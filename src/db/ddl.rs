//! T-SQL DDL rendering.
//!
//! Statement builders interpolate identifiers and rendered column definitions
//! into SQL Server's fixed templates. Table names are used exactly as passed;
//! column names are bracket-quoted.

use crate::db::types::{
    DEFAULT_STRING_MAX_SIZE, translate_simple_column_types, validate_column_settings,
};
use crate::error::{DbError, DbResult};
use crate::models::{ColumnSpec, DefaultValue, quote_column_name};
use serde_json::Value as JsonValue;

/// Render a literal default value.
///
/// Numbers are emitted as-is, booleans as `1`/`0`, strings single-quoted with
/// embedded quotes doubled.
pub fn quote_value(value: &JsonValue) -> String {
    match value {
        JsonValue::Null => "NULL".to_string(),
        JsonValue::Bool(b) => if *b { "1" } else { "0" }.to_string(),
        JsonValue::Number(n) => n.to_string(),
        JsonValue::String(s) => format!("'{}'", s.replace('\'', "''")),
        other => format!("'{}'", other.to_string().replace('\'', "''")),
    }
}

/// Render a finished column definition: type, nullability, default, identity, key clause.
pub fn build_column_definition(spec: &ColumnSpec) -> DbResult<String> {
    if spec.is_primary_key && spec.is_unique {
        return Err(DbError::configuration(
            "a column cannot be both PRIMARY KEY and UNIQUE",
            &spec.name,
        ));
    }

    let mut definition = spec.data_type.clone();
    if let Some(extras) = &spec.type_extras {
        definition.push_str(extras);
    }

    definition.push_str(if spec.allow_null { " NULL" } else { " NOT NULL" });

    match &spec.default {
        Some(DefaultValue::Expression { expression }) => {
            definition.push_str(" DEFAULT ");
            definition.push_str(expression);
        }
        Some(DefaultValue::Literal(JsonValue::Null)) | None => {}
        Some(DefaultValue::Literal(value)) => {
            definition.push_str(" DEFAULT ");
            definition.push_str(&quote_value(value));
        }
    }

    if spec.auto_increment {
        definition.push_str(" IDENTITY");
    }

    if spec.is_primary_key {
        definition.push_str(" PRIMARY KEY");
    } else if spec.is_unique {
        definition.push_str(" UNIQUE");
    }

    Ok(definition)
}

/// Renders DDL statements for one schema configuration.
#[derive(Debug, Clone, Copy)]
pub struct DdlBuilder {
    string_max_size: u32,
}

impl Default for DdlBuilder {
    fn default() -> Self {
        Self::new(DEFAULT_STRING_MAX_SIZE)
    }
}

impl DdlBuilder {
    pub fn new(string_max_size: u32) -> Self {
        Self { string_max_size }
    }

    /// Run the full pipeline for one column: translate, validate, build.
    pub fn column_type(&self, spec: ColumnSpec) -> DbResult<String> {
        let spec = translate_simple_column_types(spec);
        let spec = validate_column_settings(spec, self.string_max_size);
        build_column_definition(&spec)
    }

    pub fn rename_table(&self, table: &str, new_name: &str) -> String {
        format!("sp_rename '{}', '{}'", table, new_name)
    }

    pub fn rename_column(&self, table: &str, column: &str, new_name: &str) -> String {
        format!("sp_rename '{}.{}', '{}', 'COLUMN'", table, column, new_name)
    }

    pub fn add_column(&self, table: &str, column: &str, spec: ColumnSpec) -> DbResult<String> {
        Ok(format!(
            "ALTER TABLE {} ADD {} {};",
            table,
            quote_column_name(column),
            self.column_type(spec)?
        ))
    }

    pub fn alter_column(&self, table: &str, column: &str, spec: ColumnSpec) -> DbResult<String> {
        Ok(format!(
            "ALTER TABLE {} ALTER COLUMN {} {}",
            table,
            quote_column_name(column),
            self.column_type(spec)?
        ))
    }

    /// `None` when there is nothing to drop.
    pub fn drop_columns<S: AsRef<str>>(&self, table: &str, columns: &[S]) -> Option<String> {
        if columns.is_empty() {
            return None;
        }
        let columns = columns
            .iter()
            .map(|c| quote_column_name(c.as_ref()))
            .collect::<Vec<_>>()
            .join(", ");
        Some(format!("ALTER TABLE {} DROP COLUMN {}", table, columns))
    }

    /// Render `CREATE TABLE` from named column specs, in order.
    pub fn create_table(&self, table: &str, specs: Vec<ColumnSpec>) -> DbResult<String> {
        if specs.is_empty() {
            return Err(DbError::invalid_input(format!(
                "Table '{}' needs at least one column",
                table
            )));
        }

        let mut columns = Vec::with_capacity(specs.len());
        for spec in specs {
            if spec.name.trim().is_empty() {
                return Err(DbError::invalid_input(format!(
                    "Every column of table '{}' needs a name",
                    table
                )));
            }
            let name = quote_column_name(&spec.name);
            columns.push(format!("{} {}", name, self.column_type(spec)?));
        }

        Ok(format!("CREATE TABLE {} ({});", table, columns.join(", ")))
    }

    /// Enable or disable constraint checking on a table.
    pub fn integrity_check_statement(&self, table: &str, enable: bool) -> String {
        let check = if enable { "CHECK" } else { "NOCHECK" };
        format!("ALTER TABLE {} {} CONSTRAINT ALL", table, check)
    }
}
__________________________________________________
THE PROBLEM:
Copy out every line from the one containing "return None;" to the end of the material, both ends included.

EXERCISE OUTPUT:
            return None;
        }
        let columns = columns
            .iter()
            .map(|c| quote_column_name(c.as_ref()))
            .collect::<Vec<_>>()
            .join(", ");
        Some(format!("ALTER TABLE {} DROP COLUMN {}", table, columns))
    }

    /// Render `CREATE TABLE` from named column specs, in order.
    pub fn create_table(&self, table: &str, specs: Vec<ColumnSpec>) -> DbResult<String> {
        if specs.is_empty() {
            return Err(DbError::invalid_input(format!(
                "Table '{}' needs at least one column",
                table
            )));
        }

        let mut columns = Vec::with_capacity(specs.len());
        for spec in specs {
            if spec.name.trim().is_empty() {
                return Err(DbError::invalid_input(format!(
                    "Every column of table '{}' needs a name",
                    table
                )));
            }
            let name = quote_column_name(&spec.name);
            columns.push(format!("{} {}", name, self.column_type(spec)?));
        }

        Ok(format!("CREATE TABLE {} ({});", table, columns.join(", ")))
    }

    /// Enable or disable constraint checking on a table.
    pub fn integrity_check_statement(&self, table: &str, enable: bool) -> String {
        let check = if enable { "CHECK" } else { "NOCHECK" };
        format!("ALTER TABLE {} {} CONSTRAINT ALL", table, check)
    }
}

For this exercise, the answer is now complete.